** Exercise input follows **
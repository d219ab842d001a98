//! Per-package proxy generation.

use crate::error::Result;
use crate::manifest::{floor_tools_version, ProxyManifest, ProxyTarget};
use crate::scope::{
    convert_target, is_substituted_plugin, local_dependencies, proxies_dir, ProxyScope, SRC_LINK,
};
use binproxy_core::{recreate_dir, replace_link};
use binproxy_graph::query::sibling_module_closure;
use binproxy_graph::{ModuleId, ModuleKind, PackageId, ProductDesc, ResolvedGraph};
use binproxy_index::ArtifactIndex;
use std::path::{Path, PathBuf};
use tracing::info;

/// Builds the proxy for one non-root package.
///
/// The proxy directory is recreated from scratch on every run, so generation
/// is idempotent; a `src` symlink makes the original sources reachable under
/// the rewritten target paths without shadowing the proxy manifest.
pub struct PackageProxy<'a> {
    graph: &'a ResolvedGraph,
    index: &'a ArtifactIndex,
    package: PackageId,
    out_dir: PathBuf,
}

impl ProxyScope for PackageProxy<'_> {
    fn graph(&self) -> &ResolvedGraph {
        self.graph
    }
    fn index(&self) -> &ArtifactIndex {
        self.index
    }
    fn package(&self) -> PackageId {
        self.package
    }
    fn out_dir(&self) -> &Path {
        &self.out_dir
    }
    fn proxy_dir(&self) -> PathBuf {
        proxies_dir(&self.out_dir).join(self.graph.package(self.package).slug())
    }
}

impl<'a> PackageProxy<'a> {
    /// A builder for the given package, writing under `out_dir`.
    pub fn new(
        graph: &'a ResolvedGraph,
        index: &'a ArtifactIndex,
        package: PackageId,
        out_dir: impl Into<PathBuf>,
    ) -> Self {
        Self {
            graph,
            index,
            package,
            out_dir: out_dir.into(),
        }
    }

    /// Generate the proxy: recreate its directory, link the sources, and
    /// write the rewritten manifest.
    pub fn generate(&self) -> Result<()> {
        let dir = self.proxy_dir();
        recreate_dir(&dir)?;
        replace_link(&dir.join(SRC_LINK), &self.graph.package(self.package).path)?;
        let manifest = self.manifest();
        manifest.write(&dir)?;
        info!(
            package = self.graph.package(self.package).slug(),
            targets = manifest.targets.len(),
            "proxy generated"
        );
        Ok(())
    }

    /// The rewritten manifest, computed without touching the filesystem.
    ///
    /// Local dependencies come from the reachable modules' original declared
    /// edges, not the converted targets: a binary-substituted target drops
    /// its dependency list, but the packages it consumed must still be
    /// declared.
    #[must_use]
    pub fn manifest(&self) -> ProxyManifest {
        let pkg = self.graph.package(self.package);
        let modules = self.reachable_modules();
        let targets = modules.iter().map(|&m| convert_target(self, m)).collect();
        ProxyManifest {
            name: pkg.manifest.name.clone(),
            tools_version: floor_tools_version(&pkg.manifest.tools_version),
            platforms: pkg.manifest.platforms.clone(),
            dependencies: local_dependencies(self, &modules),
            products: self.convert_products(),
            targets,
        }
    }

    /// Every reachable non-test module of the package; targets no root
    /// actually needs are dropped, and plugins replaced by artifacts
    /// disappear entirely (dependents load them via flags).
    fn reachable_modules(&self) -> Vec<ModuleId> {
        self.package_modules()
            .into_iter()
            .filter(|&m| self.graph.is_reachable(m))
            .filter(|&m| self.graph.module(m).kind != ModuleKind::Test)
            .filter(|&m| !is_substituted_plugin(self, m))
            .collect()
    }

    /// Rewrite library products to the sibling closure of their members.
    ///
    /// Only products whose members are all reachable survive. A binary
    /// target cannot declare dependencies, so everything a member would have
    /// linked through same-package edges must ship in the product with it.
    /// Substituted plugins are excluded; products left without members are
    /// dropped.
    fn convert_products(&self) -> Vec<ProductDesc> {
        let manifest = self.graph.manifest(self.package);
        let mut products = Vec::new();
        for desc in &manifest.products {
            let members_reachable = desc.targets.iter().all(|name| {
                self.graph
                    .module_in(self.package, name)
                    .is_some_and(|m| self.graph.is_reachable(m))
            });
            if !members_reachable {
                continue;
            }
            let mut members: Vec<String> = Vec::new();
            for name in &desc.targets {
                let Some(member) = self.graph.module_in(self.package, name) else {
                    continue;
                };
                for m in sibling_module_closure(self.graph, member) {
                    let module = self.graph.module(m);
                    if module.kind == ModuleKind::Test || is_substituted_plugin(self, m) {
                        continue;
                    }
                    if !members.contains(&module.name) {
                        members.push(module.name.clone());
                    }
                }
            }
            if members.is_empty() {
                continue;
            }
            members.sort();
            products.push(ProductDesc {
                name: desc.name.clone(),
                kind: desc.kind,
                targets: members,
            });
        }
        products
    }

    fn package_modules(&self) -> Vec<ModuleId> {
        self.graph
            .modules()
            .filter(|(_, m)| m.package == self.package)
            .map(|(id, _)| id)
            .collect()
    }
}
** End of Exercise input **
# What the task asks
From the first line to the last, retype the records exactly as they stand above.

# Response area
repository d219ab842d001a98
//! Per-package proxy generation.

use crate::error::Result;
use crate::manifest::{floor_tools_version, ProxyManifest, ProxyTarget};
use crate::scope::{
    convert_target, is_substituted_plugin, local_dependencies, proxies_dir, ProxyScope, SRC_LINK,
};
use binproxy_core::{recreate_dir, replace_link};
use binproxy_graph::query::sibling_module_closure;
use binproxy_graph::{ModuleId, ModuleKind, PackageId, ProductDesc, ResolvedGraph};
use binproxy_index::ArtifactIndex;
use std::path::{Path, PathBuf};
use tracing::info;

/// Builds the proxy for one non-root package.
///
/// The proxy directory is recreated from scratch on every run, so generation
/// is idempotent; a `src` symlink makes the original sources reachable under
/// the rewritten target paths without shadowing the proxy manifest.
pub struct PackageProxy<'a> {
    graph: &'a ResolvedGraph,
    index: &'a ArtifactIndex,
    package: PackageId,
    out_dir: PathBuf,
}

impl ProxyScope for PackageProxy<'_> {
    fn graph(&self) -> &ResolvedGraph {
        self.graph
    }
    fn index(&self) -> &ArtifactIndex {
        self.index
    }
    fn package(&self) -> PackageId {
        self.package
    }
    fn out_dir(&self) -> &Path {
        &self.out_dir
    }
    fn proxy_dir(&self) -> PathBuf {
        proxies_dir(&self.out_dir).join(self.graph.package(self.package).slug())
    }
}

impl<'a> PackageProxy<'a> {
    /// A builder for the given package, writing under `out_dir`.
    pub fn new(
        graph: &'a ResolvedGraph,
        index: &'a ArtifactIndex,
        package: PackageId,
        out_dir: impl Into<PathBuf>,
    ) -> Self {
        Self {
            graph,
            index,
            package,
            out_dir: out_dir.into(),
        }
    }

    /// Generate the proxy: recreate its directory, link the sources, and
    /// write the rewritten manifest.
    pub fn generate(&self) -> Result<()> {
        let dir = self.proxy_dir();
        recreate_dir(&dir)?;
        replace_link(&dir.join(SRC_LINK), &self.graph.package(self.package).path)?;
        let manifest = self.manifest();
        manifest.write(&dir)?;
        info!(
            package = self.graph.package(self.package).slug(),
            targets = manifest.targets.len(),
            "proxy generated"
        );
        Ok(())
    }

    /// The rewritten manifest, computed without touching the filesystem.
    ///
    /// Local dependencies come from the reachable modules' original declared
    /// edges, not the converted targets: a binary-substituted target drops
    /// its dependency list, but the packages it consumed must still be
    /// declared.
    #[must_use]
    pub fn manifest(&self) -> ProxyManifest {
        let pkg = self.graph.package(self.package);
        let modules = self.reachable_modules();
        let targets = modules.iter().map(|&m| convert_target(self, m)).collect();
        ProxyManifest {
            name: pkg.manifest.name.clone(),
            tools_version: floor_tools_version(&pkg.manifest.tools_version),
            platforms: pkg.manifest.platforms.clone(),
            dependencies: local_dependencies(self, &modules),
            products: self.convert_products(),
            targets,
        }
    }

    /// Every reachable non-test module of the package; targets no root
    /// actually needs are dropped, and plugins replaced by artifacts
    /// disappear entirely (dependents load them via flags).
    fn reachable_modules(&self) -> Vec<ModuleId> {
        self.package_modules()
            .into_iter()
            .filter(|&m| self.graph.is_reachable(m))
            .filter(|&m| self.graph.module(m).kind != ModuleKind::Test)
            .filter(|&m| !is_substituted_plugin(self, m))
            .collect()
    }

    /// Rewrite library products to the sibling closure of their members.
    ///
    /// Only products whose members are all reachable survive. A binary
    /// target cannot declare dependencies, so everything a member would have
    /// linked through same-package edges must ship in the product with it.
    /// Substituted plugins are excluded; products left without members are
    /// dropped.
    fn convert_products(&self) -> Vec<ProductDesc> {
        let manifest = self.graph.manifest(self.package);
        let mut products = Vec::new();
        for desc in &manifest.products {
            let members_reachable = desc.targets.iter().all(|name| {
                self.graph
                    .module_in(self.package, name)
                    .is_some_and(|m| self.graph.is_reachable(m))
            });
            if !members_reachable {
                continue;
            }
            let mut members: Vec<String> = Vec::new();
            for name in &desc.targets {
                let Some(member) = self.graph.module_in(self.package, name) else {
                    continue;
                };
                for m in sibling_module_closure(self.graph, member) {
                    let module = self.graph.module(m);
                    if module.kind == ModuleKind::Test || is_substituted_plugin(self, m) {
                        continue;
                    }
                    if !members.contains(&module.name) {
                        members.push(module.name.clone());
                    }
                }
            }
            if members.is_empty() {
                continue;
            }
            members.sort();
            products.push(ProductDesc {
                name: desc.name.clone(),
                kind: desc.kind,
                targets: members,
            });
        }
        products
    }

    fn package_modules(&self) -> Vec<ModuleId> {
        self.graph
            .modules()
            .filter(|(_, m)| m.package == self.package)
            .map(|(id, _)| id)
            .collect()
    }
}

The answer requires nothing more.